**Problem to work on:** Copy out precisely the line that holds "pub mod args;" and all the lines following it in the data, up to and including the last one, and no others.

*** Source material ***

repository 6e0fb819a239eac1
//! Command-line interface

pub mod args;
pub mod commands;

pub use args::{Cli, Commands};
//! UI context for detecting interactive vs CI environments

use std::io::IsTerminal;

/// UI context that determines output behavior
#[derive(Debug, Clone)]
pub struct UiContext {
    /// Whether running in an interactive terminal
    interactive: bool,
}

impl UiContext {
    /// Detect the current environment
    pub fn detect() -> Self {
        Self {
            interactive: Self::detect_interactive(),
        }
    }

    /// Create a non-interactive context (for testing or explicit CI mode)
    pub fn non_interactive() -> Self {
        Self { interactive: false }
    }

    /// Check if we should use fancy output (glyphs, colors)
    pub fn use_fancy_output(&self) -> bool {
        self.interactive
    }

    fn detect_interactive() -> bool {
        if !std::io::stdout().is_terminal() {
            return false;
        }

        let ci_vars = [
            "CI",
            "GITHUB_ACTIONS",
            "GITLAB_CI",
            "CIRCLECI",
            "BUILDKITE",
            "JENKINS_URL",
        ];

        !ci_vars.iter().any(|var| std::env::var_os(var).is_some())
    }
}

*** End of Source material ***

**Answer:**
pub mod args;
pub mod commands;

pub use args::{Cli, Commands};
//! UI context for detecting interactive vs CI environments

use std::io::IsTerminal;

/// UI context that determines output behavior
#[derive(Debug, Clone)]
pub struct UiContext {
    /// Whether running in an interactive terminal
    interactive: bool,
}

impl UiContext {
    /// Detect the current environment
    pub fn detect() -> Self {
        Self {
            interactive: Self::detect_interactive(),
        }
    }

    /// Create a non-interactive context (for testing or explicit CI mode)
    pub fn non_interactive() -> Self {
        Self { interactive: false }
    }

    /// Check if we should use fancy output (glyphs, colors)
    pub fn use_fancy_output(&self) -> bool {
        self.interactive
    }

    fn detect_interactive() -> bool {
        if !std::io::stdout().is_terminal() {
            return false;
        }

        let ci_vars = [
            "CI",
            "GITHUB_ACTIONS",
            "GITLAB_CI",
            "CIRCLECI",
            "BUILDKITE",
            "JENKINS_URL",
        ];

        !ci_vars.iter().any(|var| std::env::var_os(var).is_some())
    }
}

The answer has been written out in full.